# TASK DETAILS
If a line in the data below contains the word "impl", copy it out.

# DATA

┄┄┄┄┄┄┄┄┄┄┄┄┄┄┄┄┄┄┄┄

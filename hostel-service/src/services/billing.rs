//! Monthly invoice generation and the payment verification workflow.

use crate::config::BillingConfig;
use crate::middleware::RequestContext;
use crate::models::{
    Hostel, NewPayment, Payment, PaymentError, PaymentFilter, PaymentMethod, PaymentStatus,
    PaymentType, PaymentUpdate, StudentFilter,
};
use crate::services::metrics as billing_metrics;
use crate::services::HostelStore;
use rust_decimal::Decimal;
use serde::Serialize;
use service_core::error::AppError;
use std::sync::Arc;

/// Result of running the generator for one hostel.
#[derive(Debug, Clone, Serialize, PartialEq, Eq)]
pub struct GenerationOutcome {
    pub hostel_id: String,
    pub month: i32,
    pub year: i32,
    pub created: u64,
    /// Students whose invoice already existed (a concurrent run got there first).
    pub skipped: u64,
    pub failed: u64,
}

impl GenerationOutcome {
    fn empty(hostel_id: &str, month: i32, year: i32) -> Self {
        Self {
            hostel_id: hostel_id.to_string(),
            month,
            year,
            created: 0,
            skipped: 0,
            failed: 0,
        }
    }
}

#[derive(Debug, Clone, Serialize)]
pub struct HostelFailure {
    pub hostel_id: String,
    pub error: String,
}

/// Result of a multi-hostel trigger.
#[derive(Debug, Clone, Serialize)]
pub struct GenerationSummary {
    pub month: i32,
    pub year: i32,
    pub outcomes: Vec<GenerationOutcome>,
    pub already_generated: Vec<String>,
    pub failed: Vec<HostelFailure>,
    pub total_created: u64,
}

/// Proof submitted by a student for an unpaid invoice.
#[derive(Debug, Clone)]
pub struct ProofSubmission {
    pub proof_image: String,
    pub transaction_ref: Option<String>,
    pub method: Option<PaymentMethod>,
}

/// A one-off charge or a payment taken at the desk.
#[derive(Debug, Clone)]
pub struct ManualPayment {
    pub student_id: String,
    pub amount: Decimal,
    pub payment_type: PaymentType,
    pub month: i32,
    pub year: i32,
    pub method: Option<PaymentMethod>,
    pub transaction_ref: Option<String>,
    pub notes: Option<String>,
    /// Record as already collected and verified by the caller.
    pub paid: bool,
}

#[derive(Clone)]
pub struct BillingService {
    store: Arc<dyn HostelStore>,
    config: BillingConfig,
}

impl BillingService {
    pub fn new(store: Arc<dyn HostelStore>, config: BillingConfig) -> Self {
        Self { store, config }
    }

    pub fn config(&self) -> &BillingConfig {
        &self.config
    }

    pub fn validate_period(month: i32, year: i32) -> Result<(), PaymentError> {
        if (1..=12).contains(&month) && (2000..=2100).contains(&year) {
            Ok(())
        } else {
            Err(PaymentError::InvalidPeriod { month, year })
        }
    }

    async fn already_generated(
        &self,
        hostel_id: &str,
        month: i32,
        year: i32,
    ) -> Result<bool, AppError> {
        let filter = PaymentFilter {
            hostel_id: Some(hostel_id.to_string()),
            payment_type: Some(PaymentType::Rent),
            month: Some(month),
            year: Some(year),
            ..Default::default()
        };
        Ok(self.store.count_payments(&filter).await? > 0)
    }

    /// Inserts one RENT invoice per active student. Inserts are independent:
    /// a duplicate counts as skipped, any other failure is logged and counted.
    async fn issue_invoices(
        &self,
        hostel: &Hostel,
        month: i32,
        year: i32,
    ) -> Result<GenerationOutcome, AppError> {
        let filter = StudentFilter {
            is_active: Some(true),
            ..Default::default()
        };
        let students = self.store.list_students(&hostel.id, &filter).await?;
        let mut outcome = GenerationOutcome::empty(&hostel.id, month, year);

        for student in students {
            let payment = Payment::new(NewPayment {
                hostel_id: hostel.id.clone(),
                student_id: student.id.clone(),
                amount: student.monthly_fee,
                payment_type: PaymentType::Rent,
                month,
                year,
                due_day: self.config.due_day,
                notes: None,
            })?;

            match self.store.insert_payment(&payment).await {
                Ok(()) => outcome.created += 1,
                Err(AppError::Conflict(_)) => {
                    tracing::debug!(student_id = %student.id, "Invoice already exists, skipping");
                    outcome.skipped += 1;
                }
                Err(e) => {
                    tracing::error!(
                        student_id = %student.id,
                        hostel_id = %hostel.id,
                        "Failed to insert invoice: {}",
                        e
                    );
                    outcome.failed += 1;
                }
            }
        }

        billing_metrics::record_invoices_generated(&hostel.id, outcome.created);
        tracing::info!(
            hostel_id = %hostel.id,
            month,
            year,
            created = outcome.created,
            skipped = outcome.skipped,
            failed = outcome.failed,
            "Invoice generation finished"
        );

        Ok(outcome)
    }

    /// Generates invoices for a single hostel. Fails with `AlreadyGenerated`
    /// if any RENT invoice exists for the period.
    pub async fn generate_for_hostel(
        &self,
        hostel: &Hostel,
        month: i32,
        year: i32,
    ) -> Result<GenerationOutcome, AppError> {
        Self::validate_period(month, year)?;

        if !hostel.is_active {
            return Err(AppError::bad_request(format!(
                "Hostel {} is inactive",
                hostel.id
            )));
        }

        if self.already_generated(&hostel.id, month, year).await? {
            billing_metrics::record_generation_rejected(&hostel.id);
            return Err(PaymentError::AlreadyGenerated { month, year }.into());
        }

        self.issue_invoices(hostel, month, year).await
    }

    /// Generates invoices across several hostels. Inactive hostels are
    /// ignored. Fails with `AlreadyGenerated` only when every targeted
    /// hostel already had invoices for the period.
    pub async fn generate_for_hostels(
        &self,
        hostels: &[Hostel],
        month: i32,
        year: i32,
    ) -> Result<GenerationSummary, AppError> {
        Self::validate_period(month, year)?;

        let mut summary = GenerationSummary {
            month,
            year,
            outcomes: Vec::new(),
            already_generated: Vec::new(),
            failed: Vec::new(),
            total_created: 0,
        };

        let targets: Vec<&Hostel> = hostels.iter().filter(|h| h.is_active).collect();

        for hostel in &targets {
            match self.generate_for_hostel(hostel, month, year).await {
                Ok(outcome) => {
                    summary.total_created += outcome.created;
                    summary.outcomes.push(outcome);
                }
                Err(AppError::Conflict(_)) => summary.already_generated.push(hostel.id.clone()),
                Err(e) => {
                    tracing::error!(hostel_id = %hostel.id, "Invoice generation failed: {}", e);
                    summary.failed.push(HostelFailure {
                        hostel_id: hostel.id.clone(),
                        error: e.to_string(),
                    });
                }
            }
        }

        if !targets.is_empty() && summary.already_generated.len() == targets.len() {
            return Err(PaymentError::AlreadyGenerated { month, year }.into());
        }

        Ok(summary)
    }

    /// Validates the move against the current status, then writes it with
    /// the current status as a precondition. If another request changed the
    /// record in between, the error is reported against the fresh state.
    async fn apply_transition(
        &self,
        hostel_id: &str,
        payment_id: &str,
        update: PaymentUpdate,
    ) -> Result<Payment, AppError> {
        let current = self
            .store
            .get_payment(hostel_id, payment_id)
            .await?
            .ok_or_else(|| AppError::not_found("Payment not found"))?;

        current.status.transition(update.status)?;

        match self
            .store
            .transition_payment(hostel_id, payment_id, current.status, &update)
            .await?
        {
            Some(updated) => {
                billing_metrics::record_payment_transition(updated.status.as_str());
                tracing::info!(
                    payment_id = %updated.id,
                    from = %current.status,
                    to = %updated.status,
                    "Payment status changed"
                );
                Ok(updated)
            }
            None => {
                let fresh = self
                    .store
                    .get_payment(hostel_id, payment_id)
                    .await?
                    .ok_or_else(|| AppError::not_found("Payment not found"))?;
                fresh.status.transition(update.status)?;
                Err(AppError::conflict("Payment was modified concurrently"))
            }
        }
    }

    /// UNPAID → PENDING with the student's proof.
    pub async fn submit_proof(
        &self,
        hostel_id: &str,
        payment_id: &str,
        proof: ProofSubmission,
    ) -> Result<Payment, AppError> {
        let mut update = PaymentUpdate::status(PaymentStatus::Pending);
        update.proof_image = Some(proof.proof_image);
        update.transaction_ref = proof.transaction_ref;
        update.method = proof.method;
        self.apply_transition(hostel_id, payment_id, update).await
    }

    /// PENDING → COMPLETED, recording who verified it and when.
    pub async fn verify(
        &self,
        ctx: &RequestContext,
        hostel_id: &str,
        payment_id: &str,
    ) -> Result<Payment, AppError> {
        let mut update = PaymentUpdate::status(PaymentStatus::Completed);
        update.is_verified = Some(true);
        update.verified_by = Some(ctx.user_id.clone());
        update.verified_at = Some(mongodb::bson::DateTime::now());
        self.apply_transition(hostel_id, payment_id, update).await
    }

    /// PENDING → FAILED.
    pub async fn reject(
        &self,
        ctx: &RequestContext,
        hostel_id: &str,
        payment_id: &str,
        reason: Option<String>,
    ) -> Result<Payment, AppError> {
        let mut update = PaymentUpdate::status(PaymentStatus::Failed);
        update.is_verified = Some(false);
        update.verified_by = Some(ctx.user_id.clone());
        update.verified_at = Some(mongodb::bson::DateTime::now());
        update.status_reason = reason;
        self.apply_transition(hostel_id, payment_id, update).await
    }

    /// COMPLETED → REFUNDED.
    pub async fn refund(
        &self,
        hostel_id: &str,
        payment_id: &str,
        reason: Option<String>,
    ) -> Result<Payment, AppError> {
        let mut update = PaymentUpdate::status(PaymentStatus::Refunded);
        update.status_reason = reason;
        self.apply_transition(hostel_id, payment_id, update).await
    }

    /// Records a one-off payment for a student of `hostel_id`.
    pub async fn record_payment(
        &self,
        ctx: &RequestContext,
        hostel_id: &str,
        input: ManualPayment,
    ) -> Result<Payment, AppError> {
        Self::validate_period(input.month, input.year)?;

        let student = self
            .store
            .get_student(hostel_id, &input.student_id)
            .await?
            .ok_or_else(|| AppError::not_found("Student not found"))?;

        let mut payment = Payment::new(NewPayment {
            hostel_id: hostel_id.to_string(),
            student_id: student.id,
            amount: input.amount,
            payment_type: input.payment_type,
            month: input.month,
            year: input.year,
            due_day: self.config.due_day,
            notes: input.notes,
        })?;
        payment.method = input.method;
        payment.transaction_ref = input.transaction_ref;

        if input.paid {
            payment.status = PaymentStatus::Completed;
            payment.is_verified = true;
            payment.verified_by = Some(ctx.user_id.clone());
            payment.verified_at = Some(mongodb::bson::DateTime::now());
        }

        self.store.insert_payment(&payment).await?;

        tracing::info!(
            payment_id = %payment.id,
            student_id = %payment.student_id,
            payment_type = ?payment.payment_type,
            status = %payment.status,
            "Payment recorded"
        );

        Ok(payment)
    }
}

┄┄┄┄┄┄┄┄┄┄┄┄┄┄┄┄┄┄┄┄

# RESULT BELOW
impl GenerationOutcome {
impl BillingService {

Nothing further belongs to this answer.